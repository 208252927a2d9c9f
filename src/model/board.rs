use serde::{Deserialize, Serialize};
use uuid::Uuid;

use crate::geom::point::Point;
use crate::geom::MAX_ARC_TOLERANCE;
use crate::model::device::{Device, Footprint, FootprintId, FootprintPad};
use crate::model::graphics::{Hole, Polygon, StrokeText};
use crate::model::layer::Layer;
use crate::model::net::{NetLineAnchor, NetSegment, NetSignal};
use crate::model::pathgen::PathGenerator;
use crate::model::plane::Plane;
use crate::model::transform::Transform;

// Signal instance of a component; the indirection pads resolve their net
// through.
#[derive(Debug, Clone, PartialEq, Eq, Serialize, Deserialize)]
pub struct ComponentSignalInstance {
    pub uuid: Uuid,
    pub net: Option<Uuid>,
}

#[derive(Debug, Clone, PartialEq, Eq, Serialize, Deserialize)]
pub struct ComponentInstance {
    pub uuid: Uuid,
    pub name: String,
    pub schematic_only: bool,
    pub default_device: Option<Uuid>,
    pub signals: Vec<ComponentSignalInstance>,
}

#[derive(Debug, Default, Clone, PartialEq, Eq, Serialize, Deserialize)]
pub struct Circuit {
    instances: Vec<ComponentInstance>,
    nets: Vec<NetSignal>,
}

impl Circuit {
    pub fn add_component_instance(&mut self, i: ComponentInstance) {
        self.instances.push(i);
    }

    pub fn add_net(&mut self, n: NetSignal) {
        self.nets.push(n);
    }

    pub fn component_instances(&self) -> &[ComponentInstance] {
        &self.instances
    }

    pub fn component_instance(&self, uuid: Uuid) -> Option<&ComponentInstance> {
        self.instances.iter().find(|i| i.uuid == uuid)
    }

    pub fn nets(&self) -> &[NetSignal] {
        &self.nets
    }

    pub fn net(&self, uuid: Uuid) -> Option<&NetSignal> {
        self.nets.iter().find(|n| n.uuid == uuid)
    }
}

#[derive(Debug, Default, Clone, PartialEq, Eq, Serialize, Deserialize)]
pub struct Project {
    circuit: Circuit,
}

impl Project {
    pub fn circuit(&self) -> &Circuit {
        &self.circuit
    }

    pub fn circuit_mut(&mut self) -> &mut Circuit {
        &mut self.circuit
    }
}

// Unrouted connection computed by the editor's connectivity layer.
#[derive(Debug, Clone, PartialEq, Eq, Serialize, Deserialize)]
pub struct AirWire {
    pub net: Option<Uuid>,
    pub from: (Uuid, Point),
    pub to: (Uuid, Point),
}

// A fully described board. The checker takes a read-only view except for
// rebuild_planes, which refreshes the cached plane fragments.
#[derive(Debug, Default, Clone)]
pub struct BoardModel {
    name: String,
    inner_layer_count: u8,
    footprints: Vec<Footprint>,
    devices: Vec<Device>,
    segments: Vec<NetSegment>,
    planes: Vec<Plane>,
    polygons: Vec<Polygon>,
    texts: Vec<StrokeText>,
    holes: Vec<Hole>,
    air_wires: Vec<AirWire>,
    project: Project,
}

impl BoardModel {
    pub fn new(name: &str, inner_layer_count: u8) -> Self {
        Self { name: name.to_string(), inner_layer_count, ..Self::default() }
    }

    pub fn name(&self) -> &str {
        &self.name
    }

    // Copper stackup in order: top, inner 1..N, bottom.
    pub fn copper_layers(&self) -> Vec<Layer> {
        let mut layers = vec![Layer::TopCopper];
        for i in 1..=self.inner_layer_count {
            layers.push(Layer::inner_copper(i));
        }
        layers.push(Layer::BottomCopper);
        layers
    }

    pub fn inner_copper(&self, i: u8) -> Option<Layer> {
        (i >= 1 && i <= self.inner_layer_count).then(|| Layer::inner_copper(i))
    }

    pub fn add_footprint(&mut self, f: Footprint) -> FootprintId {
        self.footprints.push(f);
        FootprintId(self.footprints.len() - 1)
    }

    pub fn footprint(&self, id: FootprintId) -> &Footprint {
        &self.footprints[id.0]
    }

    pub fn add_device(&mut self, d: Device) {
        self.devices.push(d);
    }

    pub fn add_net_segment(&mut self, s: NetSegment) {
        self.segments.push(s);
    }

    pub fn add_plane(&mut self, p: Plane) {
        self.planes.push(p);
    }

    pub fn add_polygon(&mut self, p: Polygon) {
        self.polygons.push(p);
    }

    pub fn add_stroke_text(&mut self, t: StrokeText) {
        self.texts.push(t);
    }

    pub fn add_hole(&mut self, h: Hole) {
        self.holes.push(h);
    }

    pub fn set_air_wires(&mut self, wires: Vec<AirWire>) {
        self.air_wires = wires;
    }

    pub fn devices(&self) -> &[Device] {
        &self.devices
    }

    pub fn net_segments(&self) -> &[NetSegment] {
        &self.segments
    }

    pub fn planes(&self) -> &[Plane] {
        &self.planes
    }

    pub fn polygons(&self) -> &[Polygon] {
        &self.polygons
    }

    pub fn stroke_texts(&self) -> &[StrokeText] {
        &self.texts
    }

    pub fn holes(&self) -> &[Hole] {
        &self.holes
    }

    pub fn air_wires(&self) -> &[AirWire] {
        &self.air_wires
    }

    pub fn project(&self) -> &Project {
        &self.project
    }

    pub fn project_mut(&mut self) -> &mut Project {
        &mut self.project
    }

    pub fn device_instance_by_component_uuid(&self, component: Uuid) -> Option<&Device> {
        self.devices.iter().find(|d| d.component == component)
    }

    pub fn net_name(&self, net: Uuid) -> String {
        self.project
            .circuit()
            .net(net)
            .map_or_else(|| net.to_string(), |n| n.name.clone())
    }

    // Net a pad carries, resolved through the circuit.
    pub fn pad_net(&self, device: &Device, pad: &FootprintPad) -> Option<Uuid> {
        let signal = pad.signal?;
        let instance = self.project.circuit().component_instance(device.component)?;
        instance.signals.iter().find(|s| s.uuid == signal).and_then(|s| s.net)
    }

    // Board position of a pad once its device placement is applied.
    pub fn pad_transform(&self, device: &Device, pad: &FootprintPad) -> Transform {
        device.transform.compose(&pad.transform())
    }

    pub fn anchor_position(&self, seg: &NetSegment, anchor: NetLineAnchor) -> Option<Point> {
        match anchor {
            NetLineAnchor::Junction(uuid) => seg.point(uuid).map(|p| p.position),
            NetLineAnchor::Via(uuid) => seg.via(uuid).map(|v| v.position),
            NetLineAnchor::Pad { device, pad } => {
                let dev = self.devices.iter().find(|d| d.uuid == device)?;
                let pad = self.footprint(dev.footprint).pad(pad)?;
                Some(self.pad_transform(dev, pad).position)
            }
        }
    }

    // Recomputes the filled fragments of every plane: the outline minus
    // foreign copper inflated by the plane clearance, opened by the minimum
    // width so sub-minimum slivers disappear.
    pub fn rebuild_planes(&mut self) {
        let fragments: Vec<_> = {
            let gen = PathGenerator::new(self);
            self.planes.iter().map(|p| gen.plane_fill(p, MAX_ARC_TOLERANCE)).collect()
        };
        for (plane, f) in self.planes.iter_mut().zip(fragments) {
            plane.set_fragments(f);
        }
    }

    // Air wires are maintained by the editor's connectivity layer; the
    // board revalidates net references and keeps the last computed set.
    pub fn force_air_wires_rebuild(&mut self) {
        let circuit = self.project.circuit().clone();
        self.air_wires.retain(|w| w.net.map_or(true, |n| circuit.net(n).is_some()));
    }
}

#[cfg(test)]
mod tests {
    use super::*;

    #[test]
    fn test_copper_layers_order() {
        let b = BoardModel::new("test", 2);
        assert_eq!(
            b.copper_layers(),
            vec![
                Layer::TopCopper,
                Layer::inner_copper(1),
                Layer::inner_copper(2),
                Layer::BottomCopper
            ]
        );
        assert_eq!(b.inner_copper(2), Some(Layer::inner_copper(2)));
        assert_eq!(b.inner_copper(3), None);
        assert_eq!(b.inner_copper(0), None);
    }
}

(AIM OF THE TASK) The records are to be duplicated in full, with every word kept exactly.

(TASK RESULT)
repository 208252927a2d9c9f
filename src/model/board.rs
use serde::{Deserialize, Serialize};
use uuid::Uuid;

use crate::geom::point::Point;
use crate::geom::MAX_ARC_TOLERANCE;
use crate::model::device::{Device, Footprint, FootprintId, FootprintPad};
use crate::model::graphics::{Hole, Polygon, StrokeText};
use crate::model::layer::Layer;
use crate::model::net::{NetLineAnchor, NetSegment, NetSignal};
use crate::model::pathgen::PathGenerator;
use crate::model::plane::Plane;
use crate::model::transform::Transform;

// Signal instance of a component; the indirection pads resolve their net
// through.
#[derive(Debug, Clone, PartialEq, Eq, Serialize, Deserialize)]
pub struct ComponentSignalInstance {
    pub uuid: Uuid,
    pub net: Option<Uuid>,
}

#[derive(Debug, Clone, PartialEq, Eq, Serialize, Deserialize)]
pub struct ComponentInstance {
    pub uuid: Uuid,
    pub name: String,
    pub schematic_only: bool,
    pub default_device: Option<Uuid>,
    pub signals: Vec<ComponentSignalInstance>,
}

#[derive(Debug, Default, Clone, PartialEq, Eq, Serialize, Deserialize)]
pub struct Circuit {
    instances: Vec<ComponentInstance>,
    nets: Vec<NetSignal>,
}

impl Circuit {
    pub fn add_component_instance(&mut self, i: ComponentInstance) {
        self.instances.push(i);
    }

    pub fn add_net(&mut self, n: NetSignal) {
        self.nets.push(n);
    }

    pub fn component_instances(&self) -> &[ComponentInstance] {
        &self.instances
    }

    pub fn component_instance(&self, uuid: Uuid) -> Option<&ComponentInstance> {
        self.instances.iter().find(|i| i.uuid == uuid)
    }

    pub fn nets(&self) -> &[NetSignal] {
        &self.nets
    }

    pub fn net(&self, uuid: Uuid) -> Option<&NetSignal> {
        self.nets.iter().find(|n| n.uuid == uuid)
    }
}

#[derive(Debug, Default, Clone, PartialEq, Eq, Serialize, Deserialize)]
pub struct Project {
    circuit: Circuit,
}

impl Project {
    pub fn circuit(&self) -> &Circuit {
        &self.circuit
    }

    pub fn circuit_mut(&mut self) -> &mut Circuit {
        &mut self.circuit
    }
}

// Unrouted connection computed by the editor's connectivity layer.
#[derive(Debug, Clone, PartialEq, Eq, Serialize, Deserialize)]
pub struct AirWire {
    pub net: Option<Uuid>,
    pub from: (Uuid, Point),
    pub to: (Uuid, Point),
}

// A fully described board. The checker takes a read-only view except for
// rebuild_planes, which refreshes the cached plane fragments.
#[derive(Debug, Default, Clone)]
pub struct BoardModel {
    name: String,
    inner_layer_count: u8,
    footprints: Vec<Footprint>,
    devices: Vec<Device>,
    segments: Vec<NetSegment>,
    planes: Vec<Plane>,
    polygons: Vec<Polygon>,
    texts: Vec<StrokeText>,
    holes: Vec<Hole>,
    air_wires: Vec<AirWire>,
    project: Project,
}

impl BoardModel {
    pub fn new(name: &str, inner_layer_count: u8) -> Self {
        Self { name: name.to_string(), inner_layer_count, ..Self::default() }
    }

    pub fn name(&self) -> &str {
        &self.name
    }

    // Copper stackup in order: top, inner 1..N, bottom.
    pub fn copper_layers(&self) -> Vec<Layer> {
        let mut layers = vec![Layer::TopCopper];
        for i in 1..=self.inner_layer_count {
            layers.push(Layer::inner_copper(i));
        }
        layers.push(Layer::BottomCopper);
        layers
    }

    pub fn inner_copper(&self, i: u8) -> Option<Layer> {
        (i >= 1 && i <= self.inner_layer_count).then(|| Layer::inner_copper(i))
    }

    pub fn add_footprint(&mut self, f: Footprint) -> FootprintId {
        self.footprints.push(f);
        FootprintId(self.footprints.len() - 1)
    }

    pub fn footprint(&self, id: FootprintId) -> &Footprint {
        &self.footprints[id.0]
    }

    pub fn add_device(&mut self, d: Device) {
        self.devices.push(d);
    }

    pub fn add_net_segment(&mut self, s: NetSegment) {
        self.segments.push(s);
    }

    pub fn add_plane(&mut self, p: Plane) {
        self.planes.push(p);
    }

    pub fn add_polygon(&mut self, p: Polygon) {
        self.polygons.push(p);
    }

    pub fn add_stroke_text(&mut self, t: StrokeText) {
        self.texts.push(t);
    }

    pub fn add_hole(&mut self, h: Hole) {
        self.holes.push(h);
    }

    pub fn set_air_wires(&mut self, wires: Vec<AirWire>) {
        self.air_wires = wires;
    }

    pub fn devices(&self) -> &[Device] {
        &self.devices
    }

    pub fn net_segments(&self) -> &[NetSegment] {
        &self.segments
    }

    pub fn planes(&self) -> &[Plane] {
        &self.planes
    }

    pub fn polygons(&self) -> &[Polygon] {
        &self.polygons
    }

    pub fn stroke_texts(&self) -> &[StrokeText] {
        &self.texts
    }

    pub fn holes(&self) -> &[Hole] {
        &self.holes
    }

    pub fn air_wires(&self) -> &[AirWire] {
        &self.air_wires
    }

    pub fn project(&self) -> &Project {
        &self.project
    }

    pub fn project_mut(&mut self) -> &mut Project {
        &mut self.project
    }

    pub fn device_instance_by_component_uuid(&self, component: Uuid) -> Option<&Device> {
        self.devices.iter().find(|d| d.component == component)
    }

    pub fn net_name(&self, net: Uuid) -> String {
        self.project
            .circuit()
            .net(net)
            .map_or_else(|| net.to_string(), |n| n.name.clone())
    }

    // Net a pad carries, resolved through the circuit.
    pub fn pad_net(&self, device: &Device, pad: &FootprintPad) -> Option<Uuid> {
        let signal = pad.signal?;
        let instance = self.project.circuit().component_instance(device.component)?;
        instance.signals.iter().find(|s| s.uuid == signal).and_then(|s| s.net)
    }

    // Board position of a pad once its device placement is applied.
    pub fn pad_transform(&self, device: &Device, pad: &FootprintPad) -> Transform {
        device.transform.compose(&pad.transform())
    }

    pub fn anchor_position(&self, seg: &NetSegment, anchor: NetLineAnchor) -> Option<Point> {
        match anchor {
            NetLineAnchor::Junction(uuid) => seg.point(uuid).map(|p| p.position),
            NetLineAnchor::Via(uuid) => seg.via(uuid).map(|v| v.position),
            NetLineAnchor::Pad { device, pad } => {
                let dev = self.devices.iter().find(|d| d.uuid == device)?;
                let pad = self.footprint(dev.footprint).pad(pad)?;
                Some(self.pad_transform(dev, pad).position)
            }
        }
    }

    // Recomputes the filled fragments of every plane: the outline minus
    // foreign copper inflated by the plane clearance, opened by the minimum
    // width so sub-minimum slivers disappear.
    pub fn rebuild_planes(&mut self) {
        let fragments: Vec<_> = {
            let gen = PathGenerator::new(self);
            self.planes.iter().map(|p| gen.plane_fill(p, MAX_ARC_TOLERANCE)).collect()
        };
        for (plane, f) in self.planes.iter_mut().zip(fragments) {
            plane.set_fragments(f);
        }
    }

    // Air wires are maintained by the editor's connectivity layer; the
    // board revalidates net references and keeps the last computed set.
    pub fn force_air_wires_rebuild(&mut self) {
        let circuit = self.project.circuit().clone();
        self.air_wires.retain(|w| w.net.map_or(true, |n| circuit.net(n).is_some()));
    }
}

#[cfg(test)]
mod tests {
    use super::*;

    #[test]
    fn test_copper_layers_order() {
        let b = BoardModel::new("test", 2);
        assert_eq!(
            b.copper_layers(),
            vec![
                Layer::TopCopper,
                Layer::inner_copper(1),
                Layer::inner_copper(2),
                Layer::BottomCopper
            ]
        );
        assert_eq!(b.inner_copper(2), Some(Layer::inner_copper(2)));
        assert_eq!(b.inner_copper(3), None);
        assert_eq!(b.inner_copper(0), None);
    }
}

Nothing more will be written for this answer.